Try it = Report how many lines of the listing contain the string "Makes", with no other words.

### Study material

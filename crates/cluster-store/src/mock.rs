//! Mock resource store for unit testing
//!
//! In-memory [`ResourceStore`] implementation so reconciliation logic can be
//! tested without a cluster. Resources are keyed by metadata name; a
//! configurable failure can be injected to exercise error-propagation paths.

use crate::error::StoreError;
use crate::store_trait::ResourceStore;
use kube::Resource;
use std::collections::HashMap;
use std::sync::{Arc, Mutex};

/// In-memory store for one resource kind.
///
/// Cloning shares the underlying storage, so tests can keep a handle while
/// handing a boxed clone to the code under test.
#[derive(Debug, Clone)]
pub struct MockStore<K> {
    objects: Arc<Mutex<HashMap<String, K>>>,
    fail_with: Arc<Mutex<Option<StoreError>>>,
    fail_create_with: Arc<Mutex<Option<StoreError>>>,
}

impl<K: Clone> MockStore<K> {
    /// Creates an empty store.
    pub fn new() -> Self {
        Self {
            objects: Arc::new(Mutex::new(HashMap::new())),
            fail_with: Arc::new(Mutex::new(None)),
            fail_create_with: Arc::new(Mutex::new(None)),
        }
    }

    /// Seeds a resource under `name` (for test setup).
    pub fn insert(&self, name: &str, object: K) {
        self.objects.lock().unwrap().insert(name.to_string(), object);
    }

    /// Returns a stored resource, if present.
    pub fn stored(&self, name: &str) -> Option<K> {
        self.objects.lock().unwrap().get(name).cloned()
    }

    /// Whether a resource is currently stored under `name`.
    pub fn contains(&self, name: &str) -> bool {
        self.objects.lock().unwrap().contains_key(name)
    }

    /// Number of stored resources.
    pub fn len(&self) -> usize {
        self.objects.lock().unwrap().len()
    }

    /// Whether the store is empty.
    pub fn is_empty(&self) -> bool {
        self.len() == 0
    }

    /// Makes every subsequent operation return `err` until
    /// [`clear_failure`](Self::clear_failure) is called.
    pub fn fail_with(&self, err: StoreError) {
        *self.fail_with.lock().unwrap() = Some(err);
    }

    /// Makes only `create` return `err`; other operations behave normally.
    /// Lets tests simulate losing a create race (get says absent, create
    /// says conflict).
    pub fn fail_create_with(&self, err: StoreError) {
        *self.fail_create_with.lock().unwrap() = Some(err);
    }

    /// Clears any injected failures.
    pub fn clear_failure(&self) {
        *self.fail_with.lock().unwrap() = None;
        *self.fail_create_with.lock().unwrap() = None;
    }

    fn injected_failure(&self) -> Option<StoreError> {
        self.fail_with.lock().unwrap().clone()
    }
}

impl<K: Clone> Default for MockStore<K> {
    fn default() -> Self {
        Self::new()
    }
}

#[async_trait::async_trait]
impl<K> ResourceStore<K> for MockStore<K>
where
    K: Resource + Clone + Send + Sync,
{
    async fn get(&self, name: &str) -> Result<K, StoreError> {
        if let Some(err) = self.injected_failure() {
            return Err(err);
        }
        self.stored(name)
            .ok_or_else(|| StoreError::NotFound(name.to_string()))
    }

    async fn create(&self, manifest: &K) -> Result<K, StoreError> {
        if let Some(err) = self.injected_failure() {
            return Err(err);
        }
        if let Some(err) = self.fail_create_with.lock().unwrap().clone() {
            return Err(err);
        }
        let name = manifest.meta().name.clone().unwrap_or_default();
        let mut objects = self.objects.lock().unwrap();
        if objects.contains_key(&name) {
            return Err(StoreError::Conflict(name));
        }
        objects.insert(name, manifest.clone());
        Ok(manifest.clone())
    }

    async fn patch(&self, name: &str, manifest: &K) -> Result<K, StoreError> {
        if let Some(err) = self.injected_failure() {
            return Err(err);
        }
        let mut objects = self.objects.lock().unwrap();
        if !objects.contains_key(name) {
            return Err(StoreError::NotFound(name.to_string()));
        }
        objects.insert(name.to_string(), manifest.clone());
        Ok(manifest.clone())
    }

    async fn delete(&self, name: &str) -> Result<(), StoreError> {
        if let Some(err) = self.injected_failure() {
            return Err(err);
        }
        self.objects
            .lock()
            .unwrap()
            .remove(name)
            .map(|_| ())
            .ok_or_else(|| StoreError::NotFound(name.to_string()))
    }
}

######

Completed exercise = 2